→ To do:
Using the data below, tally the lines that include the string "presets". Only the number is wanted.

====

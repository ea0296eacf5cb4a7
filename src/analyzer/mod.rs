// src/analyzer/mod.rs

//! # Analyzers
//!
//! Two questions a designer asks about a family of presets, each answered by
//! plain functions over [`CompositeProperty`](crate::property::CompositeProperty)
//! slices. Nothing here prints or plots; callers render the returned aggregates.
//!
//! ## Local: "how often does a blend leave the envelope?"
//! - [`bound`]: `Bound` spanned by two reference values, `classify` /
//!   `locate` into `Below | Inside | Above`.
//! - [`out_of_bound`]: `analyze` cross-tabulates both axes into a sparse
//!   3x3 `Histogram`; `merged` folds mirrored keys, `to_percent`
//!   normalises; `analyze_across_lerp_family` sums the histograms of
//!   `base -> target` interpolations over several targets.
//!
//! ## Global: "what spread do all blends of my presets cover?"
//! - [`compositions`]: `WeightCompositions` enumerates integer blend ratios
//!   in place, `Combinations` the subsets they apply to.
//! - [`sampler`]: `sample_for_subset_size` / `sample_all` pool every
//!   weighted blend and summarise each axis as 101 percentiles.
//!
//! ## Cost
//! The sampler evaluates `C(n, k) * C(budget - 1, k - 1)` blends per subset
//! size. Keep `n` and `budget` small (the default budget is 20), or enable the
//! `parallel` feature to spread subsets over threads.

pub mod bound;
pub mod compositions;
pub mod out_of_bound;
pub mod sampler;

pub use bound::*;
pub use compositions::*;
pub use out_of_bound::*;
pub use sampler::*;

====

→ Written solution:
2